About caregiverbobby

As strokesurvivorannie's caregiver, I plan to use this corner to communicate tips for being a caregiver that are practical, authentic, helpful, optimistic, and share the humorous side. You get a different person back from the hospital. The elasticity of the brain will let the old and new personality develop, but you have to be patient.



Sunday, December 18, 2011

Urban Flowers - and other lessons learned

I built an arbor for a commercial plant operation this last summer. It took me longer than I expected because I had to build it twice. It isn’t the first time I have had to do something twice – or more – when it met neither client’s aspirations nor mine. In almost every case the metal generally can and is repurposed into something else. And generally it is a progressive lesson or learning experience. Like care-giving, you have to live it to know there will be progressive learning and lessons twice or more learned. Perhaps as General Patton (as played by George C. Scott) allegedly said “I don’t like to pay for the same real estate twice”, lessons sometimes are expensive.
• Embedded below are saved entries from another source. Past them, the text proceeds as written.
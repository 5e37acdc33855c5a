// Copyright (c) 2025 Fabstir
// SPDX-License-Identifier: BUSL-1.1
//! Multipart upload extraction

use axum::http::StatusCode;
use axum_extra::extract::multipart::{Multipart, MultipartError, MultipartRejection};
use tracing::debug;

use crate::api::errors::ApiError;

/// Form field carrying the image
pub const UPLOAD_FIELD: &str = "file";

/// Raw bytes of the uploaded image
#[derive(Debug, Clone)]
pub struct UploadedImage {
    pub filename: Option<String>,
    pub content_type: Option<String>,
    pub bytes: Vec<u8>,
}

/// Read the `file` part of a multipart body
///
/// Other fields are skipped. The bytes are taken as-is; the declared
/// content type is not trusted for decoding.
pub async fn read_upload(multipart: &mut Multipart) -> Result<UploadedImage, ApiError> {
    while let Some(field) = multipart
        .next_field()
        .await
        .map_err(|e| upload_error("malformed multipart body", e))?
    {
        if field.name() != Some(UPLOAD_FIELD) {
            continue;
        }

        let filename = field.file_name().map(str::to_string);
        let content_type = field.content_type().map(str::to_string);
        let bytes = field
            .bytes()
            .await
            .map_err(|e| upload_error("failed to read upload", e))?;

        debug!(
            "Upload received: {} bytes, filename={:?}, content_type={:?}",
            bytes.len(),
            filename,
            content_type
        );

        return Ok(UploadedImage {
            filename,
            content_type,
            bytes: bytes.to_vec(),
        });
    }

    Err(ApiError::MissingUpload)
}

fn upload_error(context: &str, e: MultipartError) -> ApiError {
    if e.status() == StatusCode::PAYLOAD_TOO_LARGE {
        ApiError::UploadTooLarge(e.body_text())
    } else {
        ApiError::InvalidImage(format!("{}: {}", context, e.body_text()))
    }
}

/// Map a body that never parsed as multipart (wrong or missing content type)
pub fn rejected_upload(rejection: MultipartRejection) -> ApiError {
    ApiError::InvalidImage(format!("expected multipart/form-data: {}", rejection.body_text()))
}
// Copyright (c) 2025 Fabstir
// SPDX-License-Identifier: BUSL-1.1
pub mod detect;
pub mod errors;
pub mod handlers;
pub mod http_server;

pub use detect::{detect_handler, detect_visualize_handler, DetectResponse};
pub use errors::{ApiError, ErrorResponse};
pub use handlers::{health_handler, root_handler, HealthResponse, RootResponse};
pub use http_server::{create_app, start_server, AppState};
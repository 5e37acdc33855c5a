// Copyright (c) 2025 Fabstir
// SPDX-License-Identifier: BUSL-1.1
//! Startup configuration
//!
//! Every setting can be given as a flag or through the environment (a
//! `.env` file is loaded first by the binary). Values are read once.

use std::net::SocketAddr;
use std::path::PathBuf;

use anyhow::{Context, Result};
use clap::Parser;
use tracing::warn;

use crate::vision::YoloConfig;

pub const DEFAULT_MODEL_PATH: &str = "./models/best.onnx";
pub const DEFAULT_CONFIDENCE_THRESHOLD: f32 = 0.25;
pub const DEFAULT_IOU_THRESHOLD: f32 = 0.45;
pub const DEFAULT_MAX_DETECTIONS: usize = 1000;
pub const DEFAULT_INPUT_SIZE: u32 = 640;
pub const DEFAULT_API_HOST: &str = "0.0.0.0";
pub const DEFAULT_API_PORT: u16 = 8000;
pub const DEFAULT_MAX_UPLOAD_BYTES: usize = 10 * 1024 * 1024;

/// Product Detector service configuration
#[derive(Parser, Debug, Clone)]
#[command(name = "product-detector")]
#[command(version)]
#[command(about = "HTTP object detection service for product images", long_about = None)]
pub struct Config {
    /// YOLOv5 ONNX weights
    #[arg(long, env = "MODEL_PATH", default_value = DEFAULT_MODEL_PATH)]
    pub model_path: PathBuf,

    /// Minimum detection score, clamped to [0, 1]
    #[arg(long, env = "CONFIDENCE_THRESHOLD", default_value_t = DEFAULT_CONFIDENCE_THRESHOLD)]
    pub confidence_threshold: f32,

    /// IoU above which overlapping boxes of one class are suppressed
    #[arg(long, env = "IOU_THRESHOLD", default_value_t = DEFAULT_IOU_THRESHOLD)]
    pub iou_threshold: f32,

    #[arg(long, env = "MAX_DETECTIONS", default_value_t = DEFAULT_MAX_DETECTIONS)]
    pub max_detections: usize,

    /// Square model input side in pixels
    #[arg(
        long,
        env = "MODEL_INPUT_SIZE",
        default_value_t = DEFAULT_INPUT_SIZE,
        value_parser = clap::value_parser!(u32).range(32..=4096)
    )]
    pub model_input_size: u32,

    /// Class names, one per line; defaults to the model's `names` metadata
    #[arg(long, env = "CLASS_NAMES_PATH")]
    pub class_names_path: Option<PathBuf>,

    /// TTF/OTF font for preview labels
    #[arg(long, env = "LABEL_FONT_PATH")]
    pub label_font_path: Option<PathBuf>,

    /// Comma separated CORS origins, `*` for any
    #[arg(long, env = "ALLOWED_ORIGINS", default_value = "*", value_delimiter = ',')]
    pub allowed_origins: Vec<String>,

    #[arg(long, env = "API_HOST", default_value = DEFAULT_API_HOST)]
    pub api_host: String,

    #[arg(long, env = "API_PORT", default_value_t = DEFAULT_API_PORT)]
    pub api_port: u16,

    /// Request body limit in bytes
    #[arg(long, env = "MAX_UPLOAD_BYTES", default_value_t = DEFAULT_MAX_UPLOAD_BYTES)]
    pub max_upload_bytes: usize,
}

impl Default for Config {
    fn default() -> Self {
        Self {
            model_path: PathBuf::from(DEFAULT_MODEL_PATH),
            confidence_threshold: DEFAULT_CONFIDENCE_THRESHOLD,
            iou_threshold: DEFAULT_IOU_THRESHOLD,
            max_detections: DEFAULT_MAX_DETECTIONS,
            model_input_size: DEFAULT_INPUT_SIZE,
            class_names_path: None,
            label_font_path: None,
            allowed_origins: vec!["*".to_string()],
            api_host: DEFAULT_API_HOST.to_string(),
            api_port: DEFAULT_API_PORT,
            max_upload_bytes: DEFAULT_MAX_UPLOAD_BYTES,
        }
    }
}

impl Config {
    /// Detector settings, with thresholds clamped to [0, 1]
    pub fn yolo_config(&self) -> YoloConfig {
        YoloConfig {
            model_path: self.model_path.clone(),
            confidence_threshold: clamp_unit("CONFIDENCE_THRESHOLD", self.confidence_threshold),
            iou_threshold: clamp_unit("IOU_THRESHOLD", self.iou_threshold),
            max_detections: self.max_detections,
            input_size: self.model_input_size,
            class_names_path: self.class_names_path.clone(),
        }
    }

    pub fn listen_addr(&self) -> Result<SocketAddr> {
        format!("{}:{}", self.api_host, self.api_port)
            .parse()
            .with_context(|| format!("Invalid listen address {}:{}", self.api_host, self.api_port))
    }

    pub fn allows_any_origin(&self) -> bool {
        self.allowed_origins.is_empty() || self.allowed_origins.iter().any(|o| o.trim() == "*")
    }
}

fn clamp_unit(name: &str, value: f32) -> f32 {
    if value.is_nan() {
        warn!("{} is NaN, using 0.0", name);
        return 0.0;
    }
    let clamped = value.clamp(0.0, 1.0);
    if clamped != value {
        warn!("{} {} outside [0, 1], using {}", name, value, clamped);
    }
    clamped
}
In this case I am repurposing a couple thousand bucks worth of steel tubing. For the project I chose steel tubing rather than pipe for strength and weight considerations. I envisioned tree boughs linking through the rings and the tree becoming guided sculpture and the sculpture/arbor becoming one with the trees. The client saw the rings and looked at me in horror. Apparently I didn’t think about the rings cutting off and chocking the tree limbs. But once again, like care-giving, I’d set aside patience, jumping right in before considering the consequences. An arbor requires patience. Wishing a tree forward will not make it grow any faster. I went out and visited the installation last week and saw that the tree wasn’t cooperating and growing at a rate that would engage the arbor anytime soon. The two remain separated like uneasy relatives or in-laws on holidays. It will take a long time for the trees to become one with the arbor and so patience, nurturing, and limb training will be the point of the study for the next several years.
I get to reset my expectations…sound familiar?
Meanwhile the original arbor, now reduced to pieces by metal cutting wheels, starts a new life as a “skeletal” frame for a full-scale (very large) creature on which I will report appropriate progress. And the limbs and rings, they quite by accident became an “urban flower”.

Monday, December 12, 2011

Caregiving and Shipbuilding

I had some time this morning to indulge in what I love – making metal art. Today was ‘blacksmithing” a large section of metal cut from a pipe. The piece of pipe was originally intended for the giant fish that went to the desert. The plans changed and the pipe would up sidelined into art supplies. It is 3/8th’s inch thick mild steel. Radiuses intended to be a pipe rather than a set of horns, I had to both use the direction of the curve and work backwards away from the curve. The primary reason was I already had the material; the second reason was it saved me at least one set of heated curves.
Heating and bending metal of this thickness takes some muscle – and a lot of acetylene. It has to be red hot then carefully coaxed into position. It takes a lot of patience. Some time ago I watched a documentary about Korean shipbuilders. They were bending very thick metal into the bow pieces for a large transport ship. The metal was almost two inches thick and it took two guys to do each piece. They had a huge acetylene torch and a water hose. The torch was to heat the metal and the hose was to cool it. They coaxed the metal very slowly into the large bow shapes of the ship. Obviously they didn’t use this method to build the whole ship - only the bow pieces. Those pieces needed to be very strong. They had to bend the thick sheets into shapes and they had 1/8th to 1/16th of tolerance for the finished part. The finished pieces looked a lot like Richard Serra sculpture. They weighed thousands of pounds.
When asked about the range of tolerance they workers wanted, the response was “we want it to be exact”. The lead guy said 1/32nd off was too much. What does it take to do this – “patience, discipline and a lot of time”. My process today was slow and deliberate. I ran out of 02 before I could finish the part but I had enough time to get it to a point that looked sort of like a finished piece. I was very patient. Coaxing a brain-injured person back requires patience. Sometimes I show it other times not so much. Thinking about those Korean guys gave me pause. They said they loved what they were doing. I feel the same when care giving is going well and we are making progress. Much like getting a piece of art just right, getting my survivor feeling good and good about herself takes discipline and patience. In art there is a lot of allowance for tolerances. Perhaps in care giving that is also the case.
I enjoyed bending the metal today. It was very satisfying.